Liberty & Co. in London brought the movement to the masses with chairs, plant stands, bookcases, and buffets, mostly in oak and mahogany. Individual designers of the day included William De Morgan, whose earthenware vases often suggested Persian influences.
Scotsman Charles Rennie Mackintosh, also considered a practitioner of Art Nouveau (which ran concurrently with the Arts and Crafts period), was another leader. From his Glasgow workshop, he produced handsome desks and other pieces of furniture. His high-backed chairs, especially the ones with trellis backs, are considered his signature.
Robert “Mouseman” Thompson arrived on the scene a little later. His charming gimmick was to adorn a carved mouse on the side of every piece of furniture he made...
In the United States, the Arts and Crafts movement was warmly embraced. Gustav Stickley published a highly influential magazine called The Craftsman from 1901 to 1916. Through his Craftsman Workshops in Syracuse, New York, he also produced furniture and metalwork.

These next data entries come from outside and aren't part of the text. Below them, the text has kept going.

//! Detachments - the deployed, map-located participants of combat
//!
//! A detachment owns its fuel, ammunition and fatigue. Combat groups compute
//! aggregate consumption but always spend through [`Detachment::consume_fuel`]
//! and [`Detachment::consume_ammunition`].

use serde::{Deserialize, Serialize};

use crate::core::config::CombatConfig;
use crate::core::types::{CombatId, DetachmentId, ForceId, Minute};
use crate::force::equipment::Armory;
use crate::force::tally::Tally;
use crate::force::unit::{Unit, UnitRole};
use crate::map::HexCoord;

/// Closed set of detachment kinds
#[derive(Debug, Clone, Copy, PartialEq, Eq, Hash, Default, Serialize, Deserialize)]
pub enum DetachmentKind {
    #[default]
    Combat,
    Headquarters,
    Supply,
}

/// Current posture
#[derive(Debug, Clone, Copy, PartialEq, Eq, Hash, Default, Serialize, Deserialize)]
pub enum Mode {
    #[default]
    Idle,
    Moving,
    Attacking,
    Defending,
    Disrupted,
    Retreating,
    Regrouping,
}

impl Mode {
    /// Postures in which a detachment cannot fight
    pub fn is_broken(&self) -> bool {
        matches!(self, Mode::Disrupted | Mode::Retreating | Mode::Regrouping)
    }
}

/// Why a detachment is marching
#[derive(Debug, Clone, Copy, PartialEq, Eq, Hash, Serialize, Deserialize)]
pub enum MovePurpose {
    Order,
    Advance,
    Retreat,
}

/// What the detachment is doing right now
#[derive(Debug, Clone, Copy, PartialEq, Eq, Default, Serialize, Deserialize)]
pub enum Action {
    #[default]
    Idle,
    Move { to: HexCoord, purpose: MovePurpose },
}

/// Lifecycle status
#[derive(Debug, Clone, Copy, PartialEq, Eq, Hash, Default, Serialize, Deserialize)]
pub enum Status {
    #[default]
    Active,
    Destroyed,
    Surrendered,
}

#[derive(Debug, Clone, PartialEq, Serialize, Deserialize)]
pub struct Detachment {
    pub id: DetachmentId,
    pub name: String,
    pub force: ForceId,
    pub kind: DetachmentKind,
    pub units: Vec<Unit>,

    // Position
    pub location: HexCoord,
    pub headquarters: Option<HexCoord>,

    // Supplies (tons)
    pub fuel: f64,
    pub fuel_capacity: f64,
    pub ammunition: f64,
    pub ammo_capacity: f64,

    // State
    pub fatigue: f64, // 0.0 (fresh) to 1.0 (exhausted)
    pub mode: Mode,
    pub action: Action,
    pub status: Status,
    pub doctrine: String,
    pub disrupted_until: Option<Minute>,
    pub combat: Option<CombatId>,
    pub last_updated: Minute,
}

impl Detachment {
    pub fn new(id: DetachmentId, name: &str, force: ForceId, location: HexCoord) -> Self {
        Self {
            id,
            name: name.to_string(),
            force,
            kind: DetachmentKind::Combat,
            units: Vec::new(),
            location,
            headquarters: None,
            fuel: 0.0,
            fuel_capacity: 0.0,
            ammunition: 0.0,
            ammo_capacity: 0.0,
            fatigue: 0.0,
            mode: Mode::Idle,
            action: Action::Idle,
            status: Status::Active,
            doctrine: "standard".to_string(),
            disrupted_until: None,
            combat: None,
            last_updated: 0,
        }
    }

    pub fn with_unit(mut self, unit: Unit) -> Self {
        self.units.push(unit);
        self
    }

    /// Fill fuel and ammunition to the given capacities
    pub fn with_supplies(mut self, fuel: f64, ammunition: f64) -> Self {
        self.fuel = fuel;
        self.fuel_capacity = fuel;
        self.ammunition = ammunition;
        self.ammo_capacity = ammunition;
        self
    }

    pub fn with_kind(mut self, kind: DetachmentKind) -> Self {
        self.kind = kind;
        self
    }

    pub fn with_headquarters(mut self, hq: HexCoord) -> Self {
        self.headquarters = Some(hq);
        self
    }

    pub fn with_doctrine(mut self, doctrine: &str) -> Self {
        self.doctrine = doctrine.to_string();
        self
    }

    pub fn with_mode(mut self, mode: Mode) -> Self {
        self.mode = mode;
        self
    }

    pub fn with_fatigue(mut self, fatigue: f64) -> Self {
        self.fatigue = fatigue.clamp(0.0, 1.0);
        self
    }

    /// Items left across all units
    pub fn strength(&self) -> u32 {
        self.units.iter().map(|u| u.strength()).sum()
    }

    pub fn is_active(&self) -> bool {
        self.status == Status::Active
    }

    pub fn is_destroyed(&self) -> bool {
        self.strength() == 0
    }

    pub fn opposes(&self, other: &Detachment) -> bool {
        self.force.opposes(other.force)
    }

    /// Whether the detachment is marching into a given hex
    pub fn is_entering(&self, hex: HexCoord) -> bool {
        matches!(self.action, Action::Move { to, purpose } if to == hex && purpose != MovePurpose::Retreat)
    }

    pub fn is_disrupted(&self, now: Minute) -> bool {
        self.disrupted_until.is_some_and(|until| until > now)
    }

    /// Whether the detachment projects a zone of control into its neighbors
    pub fn exerts_zoc(&self) -> bool {
        self.is_active()
            && self.kind == DetachmentKind::Combat
            && matches!(self.mode, Mode::Idle | Mode::Defending | Mode::Attacking)
            && matches!(self.action, Action::Idle)
            && self
                .units
                .iter()
                .any(|u| u.role.is_combat() && !u.is_destroyed())
    }

    /// Spend fuel; returns the amount actually available and spent
    pub fn consume_fuel(&mut self, amount: f64) -> f64 {
        let spent = amount.max(0.0).min(self.fuel);
        self.fuel -= spent;
        spent
    }

    /// Spend ammunition; returns the amount actually available and spent
    pub fn consume_ammunition(&mut self, amount: f64) -> f64 {
        let spent = amount.max(0.0).min(self.ammunition);
        self.ammunition -= spent;
        spent
    }

    /// Lose a fraction of carried fuel along with destroyed vehicles
    pub fn drain_fuel(&mut self, fraction: f64) {
        self.fuel *= 1.0 - fraction.clamp(0.0, 1.0);
    }

    pub fn add_fatigue(&mut self, delta: f64) {
        self.fatigue = (self.fatigue + delta).clamp(0.0, 1.0);
    }

    /// Fuel carried by the vehicles of all units
    pub fn fuel_carried(&self, armory: &Armory) -> f64 {
        self.units.iter().map(|u| u.fuel_carried(armory)).sum()
    }

    pub fn has_role(&self, role: UnitRole) -> bool {
        self.units.iter().any(|u| u.role == role && !u.is_destroyed())
    }

    pub fn tally(&self, weapons: usize) -> Tally {
        let mut tally = Tally::new(weapons);
        for unit in &self.units {
            unit.add_to_tally(&mut tally);
        }
        tally
    }

    /// Start a disruption lasting until `until`
    pub fn disrupt(&mut self, until: Minute) {
        self.disrupted_until = Some(until);
        self.mode = Mode::Disrupted;
    }

    /// Resume standing orders
    pub fn go_idle(&mut self) {
        self.mode = Mode::Idle;
        self.action = Action::Idle;
    }

    /// Bring time-dependent state up to `now`
    ///
    /// Out of combat, fatigue recovers. An expired disruption is cleared.
    /// Returns true when the posture changed.
    pub fn make_current(&mut self, now: Minute, config: &CombatConfig) -> bool {
        if now <= self.last_updated {
            return false;
        }
        let elapsed = (now - self.last_updated) as f64;
        self.last_updated = now;

        let resting = self.combat.is_none()
            && matches!(self.mode, Mode::Idle | Mode::Defending | Mode::Regrouping);
        if resting {
            self.add_fatigue(-config.rest_recovery_per_minute * elapsed);
        }

        if self.mode == Mode::Disrupted && !self.is_disrupted(now) {
            self.disrupted_until = None;
            self.mode = if self.combat.is_some() {
                Mode::Defending
            } else {
                Mode::Idle
            };
            return true;
        }
        false
    }
}

#[cfg(test)]
mod tests {
    use super::*;
    use crate::core::arena::Handle;

    fn test_detachment() -> Detachment {
        let armory = Armory::standard();
        let rifles = armory.find("rifle squad").unwrap();
        Detachment::new(
            DetachmentId(Handle::new(0, 0)),
            "1st Bn",
            ForceId(1),
            HexCoord::new(2, 2),
        )
        .with_unit(Unit::new("A Coy", UnitRole::Infantry).with(rifles, 9))
        .with_supplies(10.0, 20.0)
    }

    #[test]
    fn test_consumption_never_goes_negative() {
        let mut det = test_detachment();
        assert_eq!(det.consume_fuel(4.0), 4.0);
        assert_eq!(det.consume_fuel(40.0), 6.0);
        assert_eq!(det.fuel, 0.0);
        assert_eq!(det.consume_ammunition(-3.0), 0.0);
        assert_eq!(det.ammunition, 20.0);
    }

    #[test]
    fn test_zoc_requires_idle_combat_unit() {
        let mut det = test_detachment();
        assert!(det.exerts_zoc());

        det.mode = Mode::Retreating;
        assert!(!det.exerts_zoc());

        det.mode = Mode::Idle;
        det.action = Action::Move {
            to: HexCoord::new(3, 2),
            purpose: MovePurpose::Order,
        };
        assert!(!det.exerts_zoc());

        det.action = Action::Idle;
        det.kind = DetachmentKind::Supply;
        assert!(!det.exerts_zoc());
    }

    #[test]
    fn test_disruption_expires_on_make_current() {
        let config = CombatConfig::default();
        let mut det = test_detachment();
        det.disrupt(100);
        assert!(det.is_disrupted(50));

        assert!(!det.make_current(50, &config));
        assert_eq!(det.mode, Mode::Disrupted);

        assert!(det.make_current(100, &config));
        assert_eq!(det.mode, Mode::Idle);
        assert!(det.disrupted_until.is_none());
    }

    #[test]
    fn test_rest_recovers_fatigue() {
        let config = CombatConfig::default();
        let mut det = test_detachment().with_fatigue(0.5);
        det.make_current(1000, &config);
        assert!(det.fatigue < 0.5);
        assert!(det.fatigue >= 0.0);
    }

    #[test]
    fn test_entering_ignores_retreat() {
        let mut det = test_detachment();
        let hex = HexCoord::new(3, 2);
        det.action = Action::Move {
            to: hex,
            purpose: MovePurpose::Order,
        };
        assert!(det.is_entering(hex));
        det.action = Action::Move {
            to: hex,
            purpose: MovePurpose::Retreat,
        };
        assert!(!det.is_entering(hex));
    }
}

Two of Stickley’s brothers, John George and Albert, established their own firm, Stickley Bros. Co., in Grand Rapids, Michigan in 1891. After John George left to start yet another Stickley company with yet another brother (L. & J. G. Stickley in Fayetteville, New York with brother Leopold), Albert carried on at Stickley Bros., eventually labeling his pieces with a tag that read "Quaint Furniture."
Leopold and John George produced pieces for one of the 20th century's greatest architects, Frank Lloyd Wright. Today Wright is more closely associated with what we now call the Prairie School, a type of architecture that emphasized horizontal lines and eschewed ornamentation. But at the turn of the 20th century, he was considered one of the leading practitioners of Arts and Crafts. Importantly, Leopold and John George were not above using mechanical techniques to produce their pieces. Thus, they embraced the aesthetic of Arts and Crafts if not its social and philosophical underpinnings.
Louis Comfort Tiffany was perhaps even more famous than Stickley, although like Macintosh, his style straddled Arts and Crafts and Art Nouveau. Some of the finest examples of the former are his lamps with ceramic bases by Grueby Faience Company of Massachusetts.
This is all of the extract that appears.